1-Emerge una carenza sostanziale di informazioni: a volte, le persone incaricate alla gestione delle pratiche per il riconoscimento di un titolo di studio conseguito da un rifugiato ignorano le condizioni di vita e le limitazioni specifiche di un TPI, o non sono in grado di “leggere” un permesso di soggiorno. Per rispondere a queste problematiche, alcune università (Trieste, Venezia Ca’ Foscari, Politecnico di Torino) hanno attivato forme di collaborazione con le Questure;
2- Quanto alla gestione diretta delle pratiche di riconoscimento dei titoli, diversi intervistati non conoscono il ruolo precipuo del MAE in relazione alla popolazione rifugiata; la situazione è peggiorata anche a causa della chiusura del Servizio Sociale Internazionale-(SSI).

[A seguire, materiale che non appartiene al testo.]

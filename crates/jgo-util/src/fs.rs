use std::path::{Path, PathBuf};

use crate::errors::JgoError;

/// Walk up from `start` looking for a file named `filename`.
/// Returns the path to the directory containing the file, or `None`.
pub fn find_ancestor_with(start: &Path, filename: &str) -> Option<PathBuf> {
    let mut current = start;
    loop {
        let candidate = current.join(filename);
        if candidate.is_file() {
            return Some(current.to_path_buf());
        }
        current = current.parent()?;
    }
}

/// Ensure a directory exists, creating it and any parents if needed.
pub fn ensure_dir(path: &Path) -> std::io::Result<()> {
    if !path.exists() {
        std::fs::create_dir_all(path)?;
    }
    Ok(())
}

/// Write `contents` to a temp file in `dir` and atomically rename it to
/// `dest`. Used for sentinel files (`.ok`), `.part` downloads, and any other
/// artifact that must never be observed half-written (spec §4.6, §9
/// "atomic sentinel-commit").
pub fn write_atomic(dest: &Path, contents: &[u8]) -> Result<(), JgoError> {
    let dir = dest.parent().ok_or_else(|| JgoError::Generic {
        message: format!("destination {} has no parent directory", dest.display()),
    })?;
    ensure_dir(dir)?;

    let mut tmp = tempfile::NamedTempFile::new_in(dir)?;
    use std::io::Write as _;
    tmp.write_all(contents)?;
    tmp.flush()?;
    tmp.persist(dest).map_err(|e| JgoError::IOErr(e.error))?;
    Ok(())
}

/// Touch an empty sentinel file at `path`, atomically. Used to mark an
/// environment directory build as complete (the `.ok` file).
pub fn write_sentinel(path: &Path) -> Result<(), JgoError> {
    write_atomic(path, &[])
}

#[cfg(test)]
mod tests {
    use super::*;

    #[test]
    fn write_atomic_creates_parent_and_contents() {
        let dir = tempfile::tempdir().unwrap();
        let dest = dir.path().join("nested").join("file.txt");
        write_atomic(&dest, b"hello").unwrap();
        assert_eq!(std::fs::read_to_string(&dest).unwrap(), "hello");
    }

    #[test]
    fn write_sentinel_creates_empty_file() {
        let dir = tempfile::tempdir().unwrap();
        let sentinel = dir.path().join(".ok");
        write_sentinel(&sentinel).unwrap();
        assert!(sentinel.is_file());
        assert_eq!(std::fs::metadata(&sentinel).unwrap().len(), 0);
    }

    #[test]
    fn find_ancestor_with_walks_up() {
        let dir = tempfile::tempdir().unwrap();
        let nested = dir.path().join("a").join("b");
        std::fs::create_dir_all(&nested).unwrap();
        std::fs::write(dir.path().join("marker.toml"), b"").unwrap();
        assert_eq!(
            find_ancestor_with(&nested, "marker.toml"),
            Some(dir.path().to_path_buf())
        );
    }
}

3- Tutti gli intervistati individuano come assolutamente primaria, tra le criticità incontrate da un rifugiato che voglia vedere riconosciute le sue qualifiche, la questione della documentazione: da una parte, per i TPI, in molti casi, è impossibile reperire i documenti necessari; dall’altra, le amministrazioni competenti si trovano in seria difficoltà a valutare la qualifica di un candidato senza documentazione di supporto. Alcune università hanno intrapreso percorsi alternativi e sperimentali per consentire ai candidati di proseguire i loro studi universitari, attraverso l’attivazione di procedure senz’altro complesse, ma evidentemente praticabili. Per Gacomello e Rellini “la costituzione di una banca data nazionale,che consenta l’accesso a (e l’inserimento di) informazioni a tutte le università italiane, potrebbe aiutare a costruire una casistica tale da facilitare i percorsi di riconoscimento titoli di studio dei TPI, attraverso valutazioni per analogia” o reperimento di informazioni utili.

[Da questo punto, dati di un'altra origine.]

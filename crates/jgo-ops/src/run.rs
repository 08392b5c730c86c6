//! The `run` operation: sync the environment, plan the launch, locate a
//! satisfying JDK, and spawn `java` with inherited stdio (spec §4.7).

use std::path::Path;
use std::process::ExitStatus;

use jgo_core::project::JavaSection;
use jgo_env::launch::{self, LaunchOptions};
use jgo_toolchain::locate;
use jgo_util::errors::JgoError;
use jgo_util::process::CommandBuilder;
use jgo_util::progress;

use crate::spec::ResolveSpec;
use crate::sync;

#[allow(clippy::too_many_arguments)]
pub async fn run(
    spec: &ResolveSpec,
    lock_path: &Path,
    java: &JavaSection,
    explicit_main_class: Option<String>,
    program_args: Vec<String>,
    explicit_java_home: Option<&Path>,
    java_vendor: Option<&str>,
    jdk_version: &str,
    verify: bool,
) -> Result<ExitStatus, JgoError> {
    let env = sync::sync(spec, lock_path, jdk_version, verify).await?;

    let options = LaunchOptions {
        explicit_main_class: explicit_main_class.or_else(|| spec.main_class.clone()),
        program_args,
    };
    let plan = launch::plan(&env.class_path_jars, &env.module_path_jars, java, &options)?;

    let jdk = locate::locate(explicit_java_home, plan.required_java_version, java_vendor).ok_or_else(|| {
        JgoError::LaunchError {
            message: format!(
                "no installed JDK satisfies Java SE {} (vendor: {})",
                plan.required_java_version,
                java_vendor.unwrap_or("any")
            ),
        }
    })?;

    let java_bin = jdk.home.join("bin").join(if cfg!(windows) { "java.exe" } else { "java" });
    progress::status("Running", &format!("{} ({})", plan.args.join(" "), jdk));

    CommandBuilder::new(java_bin.to_string_lossy().into_owned())
        .args(plan.args.clone())
        .spawn_and_wait()
}

#[cfg(test)]
mod tests {
    use super::*;

    #[test]
    fn java_binary_name_is_platform_specific() {
        let home = Path::new("/opt/jdk");
        let bin = home.join("bin").join(if cfg!(windows) { "java.exe" } else { "java" });
        assert!(bin.ends_with(if cfg!(windows) { "java.exe" } else { "java" }));
    }
}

4- Altre criticità riguardano i tempi e i costi necessari per il riconoscimento di un titolo di studio. Mentre per i tempi viene richiesta l’adozione di misure integrative per l’ottenimento dell’equipollenza, sul fronte dei costi, emergono due questioni: la prima riguarda i costi – molto onerosi- per la traduzione della documentazione da produrre per richiedere il riconoscimento di un titolo: gli autori del saggio propongono di renderla non obbligatoria (come accade per alcuni atenei e per alcune lingue), o di accettare una traduzione fatta dallo stesso candidato; la seconda questione, più complessa, riguarda gli alti costi da sostenere per frequentare l’università (tasse, libri di testo, alloggio): i curatori suggeriscono l’istituzione di un sistema (o l’integrazione dei sistemi esistenti) per il finanziamento di borse di studio dedicate ai TPI.
Nell’ambito della ricerca è stato elaborato anche una bozza di Protocollo d’intesa per il Riconoscimento dei Titoli di Studio conseguiti dai Titolari di Protezione Internazionale nel loro paese d’origine e una bozza di Protocollo d’intesa con i commenti dei partecipanti ai Tavoli di concertazione.